**TASK GOAL**
Word for word, restate every line of the material.

**SUPPLIED MATERIAL**
use veriflow::constraints::{ConstraintKind, DisjunctionConstraint};
use veriflow::vnnlib::parse_property_text;
use veriflow::{BoundKind, EquationKind, Query};

/// A query shaped like a loaded network: two inputs, two outputs.
fn build_query() -> Query {
    let mut query = Query::new();
    query.set_num_variables(4);
    query.mark_input(0, 0);
    query.mark_input(1, 1);
    query.mark_output(2, 0);
    query.mark_output(3, 1);
    query
}

#[test]
fn test_bound_asserts_become_bounds() {
    let mut query = build_query();
    let property = "\
; perturbation box
(declare-const X_0 Real)
(declare-const X_1 Real)
(declare-const Y_0 Real)
(assert (<= X_0 0.5))
(assert (>= X_0 -0.5))
(assert (<= X_1 0.25))
(assert (>= Y_0 0.1))
";
    parse_property_text(property, &mut query).unwrap();

    assert_eq!(query.upper_bound(0).unwrap(), 0.5);
    assert_eq!(query.lower_bound(0).unwrap(), -0.5);
    assert_eq!(query.upper_bound(1).unwrap(), 0.25);
    assert_eq!(query.lower_bound(2).unwrap(), 0.1);
}

#[test]
fn test_scaled_and_reversed_bounds() {
    let mut query = build_query();
    // 2*x0 <= 1 is the bound x0 <= 0.5; -x0 <= 1 is the bound x0 >= -1.
    let property = "\
(assert (<= (* 2.0 X_0) 1.0))
(assert (<= (* -1.0 X_0) 1.0))
";
    parse_property_text(property, &mut query).unwrap();
    assert_eq!(query.upper_bound(0).unwrap(), 0.5);
    assert_eq!(query.lower_bound(0).unwrap(), -1.0);
}

#[test]
fn test_linear_asserts_become_equations() {
    let mut query = build_query();
    // y0 - y1 <= 0, i.e. the adversarial "output 0 does not win".
    let property = "(assert (<= (- Y_0 Y_1) 0.0))";
    parse_property_text(property, &mut query).unwrap();

    assert_eq!(query.num_equations(), 1);
    let eq = &query.equations()[0];
    assert_eq!(eq.kind(), EquationKind::LessEq);
    assert_eq!(eq.coefficient(2), 1.0);
    assert_eq!(eq.coefficient(3), -1.0);
    assert_eq!(eq.scalar(), 0.0);
}

#[test]
fn test_sum_terms() {
    let mut query = build_query();
    // x0 + x1 >= 0.2 as a general linear condition.
    let property = "(assert (>= (+ X_0 X_1) 0.2))";
    parse_property_text(property, &mut query).unwrap();

    let eq = &query.equations()[0];
    assert_eq!(eq.kind(), EquationKind::GreaterEq);
    assert_eq!(eq.coefficient(0), 1.0);
    assert_eq!(eq.coefficient(1), 1.0);
    assert!((eq.scalar() - 0.2).abs() < 1e-12);
}

#[test]
fn test_top_level_or_compiles_to_disjunction() {
    let mut query = build_query();
    let property = "\
(assert (or
    (and (<= Y_0 0.1) (>= X_0 0.0))
    (and (>= Y_0 0.9))
))
";
    parse_property_text(property, &mut query).unwrap();

    assert_eq!(query.piecewise_constraints().len(), 1);
    let constraint = &query.piecewise_constraints()[0];
    assert_eq!(constraint.kind(), ConstraintKind::Disjunction);

    let disj = constraint
        .as_any()
        .downcast_ref::<DisjunctionConstraint>()
        .unwrap();
    assert_eq!(disj.disjuncts().len(), 2);

    let first = &disj.disjuncts()[0];
    assert_eq!(first.tightenings.len(), 2);
    assert_eq!(first.tightenings[0].variable, 2);
    assert_eq!(first.tightenings[0].kind, BoundKind::Upper);
    assert_eq!(first.tightenings[1].variable, 0);
    assert_eq!(first.tightenings[1].kind, BoundKind::Lower);

    let second = &disj.disjuncts()[1];
    assert_eq!(second.tightenings.len(), 1);
    assert_eq!(second.tightenings[0].value, 0.9);
}

#[test]
fn test_or_with_linear_disjuncts() {
    let mut query = build_query();
    let property = "(assert (or (<= (- Y_0 Y_1) 0.0) (>= X_0 0.5)))";
    parse_property_text(property, &mut query).unwrap();

    let disj = query.piecewise_constraints()[0]
        .as_any()
        .downcast_ref::<DisjunctionConstraint>()
        .unwrap();
    assert_eq!(disj.disjuncts().len(), 2);
    assert_eq!(disj.disjuncts()[0].equations.len(), 1);
    assert_eq!(disj.disjuncts()[1].tightenings.len(), 1);
}

#[test]
fn test_unknown_variable_is_rejected() {
    let mut query = build_query();
    assert!(parse_property_text("(assert (<= X_9 1.0))", &mut query).is_err());
    assert!(parse_property_text("(declare-const Z_0 Real)", &mut query).is_err());
}

#[test]
fn test_declarations_require_real_sort() {
    let mut query = build_query();
    assert!(parse_property_text("(declare-const X_0 Int)", &mut query).is_err());
    assert!(parse_property_text("(declare-const X_0 Real)", &mut query).is_ok());
}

**YOUR RESPONSE**
use veriflow::constraints::{ConstraintKind, DisjunctionConstraint};
use veriflow::vnnlib::parse_property_text;
use veriflow::{BoundKind, EquationKind, Query};

/// A query shaped like a loaded network: two inputs, two outputs.
fn build_query() -> Query {
    let mut query = Query::new();
    query.set_num_variables(4);
    query.mark_input(0, 0);
    query.mark_input(1, 1);
    query.mark_output(2, 0);
    query.mark_output(3, 1);
    query
}

#[test]
fn test_bound_asserts_become_bounds() {
    let mut query = build_query();
    let property = "\
; perturbation box
(declare-const X_0 Real)
(declare-const X_1 Real)
(declare-const Y_0 Real)
(assert (<= X_0 0.5))
(assert (>= X_0 -0.5))
(assert (<= X_1 0.25))
(assert (>= Y_0 0.1))
";
    parse_property_text(property, &mut query).unwrap();

    assert_eq!(query.upper_bound(0).unwrap(), 0.5);
    assert_eq!(query.lower_bound(0).unwrap(), -0.5);
    assert_eq!(query.upper_bound(1).unwrap(), 0.25);
    assert_eq!(query.lower_bound(2).unwrap(), 0.1);
}

#[test]
fn test_scaled_and_reversed_bounds() {
    let mut query = build_query();
    // 2*x0 <= 1 is the bound x0 <= 0.5; -x0 <= 1 is the bound x0 >= -1.
    let property = "\
(assert (<= (* 2.0 X_0) 1.0))
(assert (<= (* -1.0 X_0) 1.0))
";
    parse_property_text(property, &mut query).unwrap();
    assert_eq!(query.upper_bound(0).unwrap(), 0.5);
    assert_eq!(query.lower_bound(0).unwrap(), -1.0);
}

#[test]
fn test_linear_asserts_become_equations() {
    let mut query = build_query();
    // y0 - y1 <= 0, i.e. the adversarial "output 0 does not win".
    let property = "(assert (<= (- Y_0 Y_1) 0.0))";
    parse_property_text(property, &mut query).unwrap();

    assert_eq!(query.num_equations(), 1);
    let eq = &query.equations()[0];
    assert_eq!(eq.kind(), EquationKind::LessEq);
    assert_eq!(eq.coefficient(2), 1.0);
    assert_eq!(eq.coefficient(3), -1.0);
    assert_eq!(eq.scalar(), 0.0);
}

#[test]
fn test_sum_terms() {
    let mut query = build_query();
    // x0 + x1 >= 0.2 as a general linear condition.
    let property = "(assert (>= (+ X_0 X_1) 0.2))";
    parse_property_text(property, &mut query).unwrap();

    let eq = &query.equations()[0];
    assert_eq!(eq.kind(), EquationKind::GreaterEq);
    assert_eq!(eq.coefficient(0), 1.0);
    assert_eq!(eq.coefficient(1), 1.0);
    assert!((eq.scalar() - 0.2).abs() < 1e-12);
}

#[test]
fn test_top_level_or_compiles_to_disjunction() {
    let mut query = build_query();
    let property = "\
(assert (or
    (and (<= Y_0 0.1) (>= X_0 0.0))
    (and (>= Y_0 0.9))
))
";
    parse_property_text(property, &mut query).unwrap();

    assert_eq!(query.piecewise_constraints().len(), 1);
    let constraint = &query.piecewise_constraints()[0];
    assert_eq!(constraint.kind(), ConstraintKind::Disjunction);

    let disj = constraint
        .as_any()
        .downcast_ref::<DisjunctionConstraint>()
        .unwrap();
    assert_eq!(disj.disjuncts().len(), 2);

    let first = &disj.disjuncts()[0];
    assert_eq!(first.tightenings.len(), 2);
    assert_eq!(first.tightenings[0].variable, 2);
    assert_eq!(first.tightenings[0].kind, BoundKind::Upper);
    assert_eq!(first.tightenings[1].variable, 0);
    assert_eq!(first.tightenings[1].kind, BoundKind::Lower);

    let second = &disj.disjuncts()[1];
    assert_eq!(second.tightenings.len(), 1);
    assert_eq!(second.tightenings[0].value, 0.9);
}

#[test]
fn test_or_with_linear_disjuncts() {
    let mut query = build_query();
    let property = "(assert (or (<= (- Y_0 Y_1) 0.0) (>= X_0 0.5)))";
    parse_property_text(property, &mut query).unwrap();

    let disj = query.piecewise_constraints()[0]
        .as_any()
        .downcast_ref::<DisjunctionConstraint>()
        .unwrap();
    assert_eq!(disj.disjuncts().len(), 2);
    assert_eq!(disj.disjuncts()[0].equations.len(), 1);
    assert_eq!(disj.disjuncts()[1].tightenings.len(), 1);
}

#[test]
fn test_unknown_variable_is_rejected() {
    let mut query = build_query();
    assert!(parse_property_text("(assert (<= X_9 1.0))", &mut query).is_err());
    assert!(parse_property_text("(declare-const Z_0 Real)", &mut query).is_err());
}

#[test]
fn test_declarations_require_real_sort() {
    let mut query = build_query();
    assert!(parse_property_text("(declare-const X_0 Int)", &mut query).is_err());
    assert!(parse_property_text("(declare-const X_0 Real)", &mut query).is_ok());
}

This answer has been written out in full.